Problem to work on: Set every record down again, identical to the original.

Provided material:
use std::future::Future;
use std::pin::Pin;

use anyhow::Context;
use jsonrpc_core::{Request, Response};
pub use reqwest;

use crate::Client;

/// Reqwest transport implementation.
#[derive(Clone)]
pub struct ReqwestClient {
    client: reqwest::Client,
    endpoint_url: String,
}

impl ReqwestClient {
    /// Creates a new client.
    pub fn new(endpoint_url: String) -> Self {
        Self::new_with_client(endpoint_url, Default::default())
    }

    /// Creates a new client with a custom reqwest client.
    pub fn new_with_client(endpoint_url: String, client: reqwest::Client) -> Self {
        Self {
            endpoint_url,
            client,
        }
    }
}

impl Client for ReqwestClient {
    fn send_rpc_request(
        &self,
        request: Request,
    ) -> Pin<Box<dyn Future<Output = anyhow::Result<Response>> + Send>> {
        let client = self.client.clone();
        let endpoint_url = self.endpoint_url.clone();
        Box::pin(async move {
            log::trace!("sending rpc request {request:?}");

            let response = client
                .post(&endpoint_url)
                .json(&request)
                .send()
                .await
                .context("failed to send RPC request")?
                .json::<Response>()
                .await
                .context("failed to decode RPC response")?;

            log::trace!("rpc response: {response:?}");

            Ok(response)
        })
    }
}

Exercise response:
use std::future::Future;
use std::pin::Pin;

use anyhow::Context;
use jsonrpc_core::{Request, Response};
pub use reqwest;

use crate::Client;

/// Reqwest transport implementation.
#[derive(Clone)]
pub struct ReqwestClient {
    client: reqwest::Client,
    endpoint_url: String,
}

impl ReqwestClient {
    /// Creates a new client.
    pub fn new(endpoint_url: String) -> Self {
        Self::new_with_client(endpoint_url, Default::default())
    }

    /// Creates a new client with a custom reqwest client.
    pub fn new_with_client(endpoint_url: String, client: reqwest::Client) -> Self {
        Self {
            endpoint_url,
            client,
        }
    }
}

impl Client for ReqwestClient {
    fn send_rpc_request(
        &self,
        request: Request,
    ) -> Pin<Box<dyn Future<Output = anyhow::Result<Response>> + Send>> {
        let client = self.client.clone();
        let endpoint_url = self.endpoint_url.clone();
        Box::pin(async move {
            log::trace!("sending rpc request {request:?}");

            let response = client
                .post(&endpoint_url)
                .json(&request)
                .send()
                .await
                .context("failed to send RPC request")?
                .json::<Response>()
                .await
                .context("failed to decode RPC response")?;

            log::trace!("rpc response: {response:?}");

            Ok(response)
        })
    }
}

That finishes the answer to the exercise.